Work instructions = Your answer needs to include each line of the records in which the string "DHPM" can be found.

Collected data
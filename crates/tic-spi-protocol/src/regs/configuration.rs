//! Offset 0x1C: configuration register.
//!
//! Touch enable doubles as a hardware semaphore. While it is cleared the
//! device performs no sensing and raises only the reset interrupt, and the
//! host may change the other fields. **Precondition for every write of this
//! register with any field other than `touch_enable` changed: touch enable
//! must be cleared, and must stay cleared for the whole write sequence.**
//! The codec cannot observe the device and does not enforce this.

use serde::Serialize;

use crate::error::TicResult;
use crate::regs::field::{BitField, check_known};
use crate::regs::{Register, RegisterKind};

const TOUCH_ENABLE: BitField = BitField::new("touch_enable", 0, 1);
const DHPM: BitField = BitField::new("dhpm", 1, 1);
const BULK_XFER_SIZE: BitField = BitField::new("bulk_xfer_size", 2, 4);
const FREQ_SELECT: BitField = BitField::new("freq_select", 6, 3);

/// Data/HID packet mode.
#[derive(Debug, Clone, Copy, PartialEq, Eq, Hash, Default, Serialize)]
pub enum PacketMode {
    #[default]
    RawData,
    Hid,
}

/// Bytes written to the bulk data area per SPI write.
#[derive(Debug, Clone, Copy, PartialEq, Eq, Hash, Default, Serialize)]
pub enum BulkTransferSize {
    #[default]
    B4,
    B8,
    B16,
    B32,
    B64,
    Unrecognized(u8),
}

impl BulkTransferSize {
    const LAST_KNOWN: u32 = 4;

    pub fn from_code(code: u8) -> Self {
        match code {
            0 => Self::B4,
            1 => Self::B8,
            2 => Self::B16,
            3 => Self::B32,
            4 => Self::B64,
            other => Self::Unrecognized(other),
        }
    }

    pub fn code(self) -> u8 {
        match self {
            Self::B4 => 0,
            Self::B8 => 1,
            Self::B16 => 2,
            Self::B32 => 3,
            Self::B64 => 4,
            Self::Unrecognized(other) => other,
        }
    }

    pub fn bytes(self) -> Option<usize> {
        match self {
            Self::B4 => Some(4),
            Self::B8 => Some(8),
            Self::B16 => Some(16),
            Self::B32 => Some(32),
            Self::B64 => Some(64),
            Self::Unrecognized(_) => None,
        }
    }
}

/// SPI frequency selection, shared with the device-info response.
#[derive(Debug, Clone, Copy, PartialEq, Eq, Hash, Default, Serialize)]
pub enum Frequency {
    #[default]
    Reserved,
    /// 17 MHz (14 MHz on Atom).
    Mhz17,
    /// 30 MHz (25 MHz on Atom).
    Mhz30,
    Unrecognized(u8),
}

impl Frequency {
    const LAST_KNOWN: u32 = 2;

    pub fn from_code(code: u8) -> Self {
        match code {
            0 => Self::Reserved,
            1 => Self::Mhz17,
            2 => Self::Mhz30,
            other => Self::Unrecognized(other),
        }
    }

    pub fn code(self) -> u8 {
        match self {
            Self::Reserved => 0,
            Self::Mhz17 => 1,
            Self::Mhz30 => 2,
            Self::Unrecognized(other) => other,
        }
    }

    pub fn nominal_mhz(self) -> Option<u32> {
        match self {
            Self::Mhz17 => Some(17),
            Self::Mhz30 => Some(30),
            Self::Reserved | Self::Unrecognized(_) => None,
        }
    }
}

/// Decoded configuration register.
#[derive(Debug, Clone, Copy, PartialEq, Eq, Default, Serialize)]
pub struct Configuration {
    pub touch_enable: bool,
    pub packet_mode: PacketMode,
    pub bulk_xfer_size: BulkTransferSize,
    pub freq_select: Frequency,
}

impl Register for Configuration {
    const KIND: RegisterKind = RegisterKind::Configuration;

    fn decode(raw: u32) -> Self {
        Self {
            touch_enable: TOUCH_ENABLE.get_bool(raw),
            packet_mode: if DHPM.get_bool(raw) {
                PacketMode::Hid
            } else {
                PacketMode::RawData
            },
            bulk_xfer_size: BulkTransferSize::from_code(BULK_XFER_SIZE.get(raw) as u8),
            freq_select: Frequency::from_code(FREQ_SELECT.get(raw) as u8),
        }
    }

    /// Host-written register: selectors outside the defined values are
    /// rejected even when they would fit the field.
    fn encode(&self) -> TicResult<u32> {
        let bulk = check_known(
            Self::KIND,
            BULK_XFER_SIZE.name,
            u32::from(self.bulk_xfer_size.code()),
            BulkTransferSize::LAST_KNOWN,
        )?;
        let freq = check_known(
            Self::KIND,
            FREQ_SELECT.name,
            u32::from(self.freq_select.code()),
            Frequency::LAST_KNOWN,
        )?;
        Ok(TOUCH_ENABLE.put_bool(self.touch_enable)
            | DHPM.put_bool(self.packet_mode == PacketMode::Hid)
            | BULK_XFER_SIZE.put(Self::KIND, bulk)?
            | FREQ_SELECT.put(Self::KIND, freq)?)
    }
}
==
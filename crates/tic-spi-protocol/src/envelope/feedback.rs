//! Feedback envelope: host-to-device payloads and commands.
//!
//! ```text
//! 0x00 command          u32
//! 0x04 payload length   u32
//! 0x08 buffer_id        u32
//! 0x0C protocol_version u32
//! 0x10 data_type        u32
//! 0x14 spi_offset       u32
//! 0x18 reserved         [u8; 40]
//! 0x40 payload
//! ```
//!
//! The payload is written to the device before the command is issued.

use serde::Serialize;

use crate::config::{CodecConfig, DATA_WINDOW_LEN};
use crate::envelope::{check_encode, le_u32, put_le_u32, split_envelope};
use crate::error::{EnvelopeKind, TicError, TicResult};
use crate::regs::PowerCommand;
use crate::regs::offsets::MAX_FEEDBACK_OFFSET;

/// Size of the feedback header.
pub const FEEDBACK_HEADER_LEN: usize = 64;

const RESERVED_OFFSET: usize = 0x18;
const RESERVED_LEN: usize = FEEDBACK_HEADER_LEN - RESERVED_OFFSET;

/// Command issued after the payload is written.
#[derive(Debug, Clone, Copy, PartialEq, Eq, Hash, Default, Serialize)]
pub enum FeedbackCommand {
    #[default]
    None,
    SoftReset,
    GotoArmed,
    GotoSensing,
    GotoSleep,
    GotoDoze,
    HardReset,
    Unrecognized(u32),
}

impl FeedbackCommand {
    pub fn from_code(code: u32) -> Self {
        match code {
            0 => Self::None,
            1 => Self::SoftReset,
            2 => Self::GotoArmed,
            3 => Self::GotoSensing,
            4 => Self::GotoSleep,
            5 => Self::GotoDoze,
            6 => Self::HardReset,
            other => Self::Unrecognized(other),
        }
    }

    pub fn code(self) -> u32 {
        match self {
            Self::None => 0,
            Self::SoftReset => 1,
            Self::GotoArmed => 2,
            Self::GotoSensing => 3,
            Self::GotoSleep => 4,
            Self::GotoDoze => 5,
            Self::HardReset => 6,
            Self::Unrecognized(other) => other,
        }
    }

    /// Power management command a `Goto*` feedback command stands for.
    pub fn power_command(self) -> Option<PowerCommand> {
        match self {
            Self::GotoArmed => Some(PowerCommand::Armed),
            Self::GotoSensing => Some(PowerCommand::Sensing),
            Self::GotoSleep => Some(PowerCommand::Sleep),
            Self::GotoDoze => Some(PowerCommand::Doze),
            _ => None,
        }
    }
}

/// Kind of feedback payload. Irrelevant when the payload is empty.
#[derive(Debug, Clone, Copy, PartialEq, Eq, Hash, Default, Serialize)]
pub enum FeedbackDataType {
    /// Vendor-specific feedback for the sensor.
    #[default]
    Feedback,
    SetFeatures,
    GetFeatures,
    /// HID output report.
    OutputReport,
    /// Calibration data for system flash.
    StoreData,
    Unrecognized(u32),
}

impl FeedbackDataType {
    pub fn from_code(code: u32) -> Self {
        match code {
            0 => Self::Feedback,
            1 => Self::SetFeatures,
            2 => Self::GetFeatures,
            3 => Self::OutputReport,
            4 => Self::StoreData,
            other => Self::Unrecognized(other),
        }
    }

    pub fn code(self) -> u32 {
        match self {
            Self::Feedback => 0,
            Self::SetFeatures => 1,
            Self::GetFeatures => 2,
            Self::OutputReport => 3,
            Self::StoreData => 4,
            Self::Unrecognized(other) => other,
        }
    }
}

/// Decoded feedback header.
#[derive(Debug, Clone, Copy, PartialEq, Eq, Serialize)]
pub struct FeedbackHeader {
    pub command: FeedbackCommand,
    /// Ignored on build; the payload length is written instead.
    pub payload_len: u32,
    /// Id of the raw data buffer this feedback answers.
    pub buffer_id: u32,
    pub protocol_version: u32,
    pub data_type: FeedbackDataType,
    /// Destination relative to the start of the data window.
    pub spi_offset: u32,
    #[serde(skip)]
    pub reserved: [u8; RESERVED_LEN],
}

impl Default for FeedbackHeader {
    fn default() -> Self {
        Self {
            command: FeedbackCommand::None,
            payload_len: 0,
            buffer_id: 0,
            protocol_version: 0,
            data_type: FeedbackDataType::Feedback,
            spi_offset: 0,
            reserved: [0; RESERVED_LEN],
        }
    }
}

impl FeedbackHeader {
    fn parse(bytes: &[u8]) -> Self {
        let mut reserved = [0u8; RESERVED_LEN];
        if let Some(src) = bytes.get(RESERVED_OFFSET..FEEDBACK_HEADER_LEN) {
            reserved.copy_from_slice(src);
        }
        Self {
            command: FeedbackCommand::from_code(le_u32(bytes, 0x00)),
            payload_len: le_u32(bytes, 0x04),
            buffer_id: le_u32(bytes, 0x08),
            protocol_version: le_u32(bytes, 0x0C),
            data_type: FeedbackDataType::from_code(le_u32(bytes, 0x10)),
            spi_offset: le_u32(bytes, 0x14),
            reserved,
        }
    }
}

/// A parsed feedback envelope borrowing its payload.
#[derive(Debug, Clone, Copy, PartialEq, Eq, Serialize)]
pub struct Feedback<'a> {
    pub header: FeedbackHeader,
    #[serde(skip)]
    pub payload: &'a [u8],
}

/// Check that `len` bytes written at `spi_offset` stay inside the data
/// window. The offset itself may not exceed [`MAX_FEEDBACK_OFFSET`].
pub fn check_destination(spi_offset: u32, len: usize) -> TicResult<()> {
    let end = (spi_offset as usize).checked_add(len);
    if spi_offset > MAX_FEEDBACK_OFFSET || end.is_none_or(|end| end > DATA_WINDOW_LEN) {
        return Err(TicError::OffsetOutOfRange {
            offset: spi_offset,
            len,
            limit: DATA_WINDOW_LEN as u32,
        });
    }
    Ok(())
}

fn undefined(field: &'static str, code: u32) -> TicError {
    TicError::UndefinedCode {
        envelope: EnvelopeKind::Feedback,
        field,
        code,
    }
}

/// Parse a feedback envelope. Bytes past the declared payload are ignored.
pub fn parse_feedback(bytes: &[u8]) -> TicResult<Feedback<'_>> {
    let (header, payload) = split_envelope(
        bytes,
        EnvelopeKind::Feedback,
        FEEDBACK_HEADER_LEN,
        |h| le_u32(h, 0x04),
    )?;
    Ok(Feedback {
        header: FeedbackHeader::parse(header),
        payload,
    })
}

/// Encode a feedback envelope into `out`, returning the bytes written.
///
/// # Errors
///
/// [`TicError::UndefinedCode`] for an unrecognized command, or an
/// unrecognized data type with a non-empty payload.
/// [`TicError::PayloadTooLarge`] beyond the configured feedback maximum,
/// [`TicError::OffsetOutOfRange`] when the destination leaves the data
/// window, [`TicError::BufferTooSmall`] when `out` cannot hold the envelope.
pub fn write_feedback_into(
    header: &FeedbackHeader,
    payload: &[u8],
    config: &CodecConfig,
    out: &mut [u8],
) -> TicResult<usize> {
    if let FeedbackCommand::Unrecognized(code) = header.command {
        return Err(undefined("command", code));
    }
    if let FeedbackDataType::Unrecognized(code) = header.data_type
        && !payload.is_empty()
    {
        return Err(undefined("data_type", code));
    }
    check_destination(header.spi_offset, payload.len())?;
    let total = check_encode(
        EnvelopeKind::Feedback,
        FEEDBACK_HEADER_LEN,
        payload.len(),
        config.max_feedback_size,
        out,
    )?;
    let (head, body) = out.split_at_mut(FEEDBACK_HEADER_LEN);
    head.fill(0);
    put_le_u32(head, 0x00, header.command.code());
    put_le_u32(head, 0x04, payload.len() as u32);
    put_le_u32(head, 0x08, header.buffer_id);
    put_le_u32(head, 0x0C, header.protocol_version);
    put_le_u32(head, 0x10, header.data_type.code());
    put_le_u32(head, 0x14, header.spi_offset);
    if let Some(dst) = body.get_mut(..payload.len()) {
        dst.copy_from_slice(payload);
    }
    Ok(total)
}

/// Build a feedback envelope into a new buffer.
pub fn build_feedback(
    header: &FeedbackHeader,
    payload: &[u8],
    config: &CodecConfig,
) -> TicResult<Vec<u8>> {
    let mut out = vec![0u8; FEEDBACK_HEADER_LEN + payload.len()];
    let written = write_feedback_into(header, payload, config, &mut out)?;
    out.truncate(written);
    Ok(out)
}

Solved exercise =
const DHPM: BitField = BitField::new("dhpm", 1, 1);
            packet_mode: if DHPM.get_bool(raw) {
            | DHPM.put_bool(self.packet_mode == PacketMode::Hid)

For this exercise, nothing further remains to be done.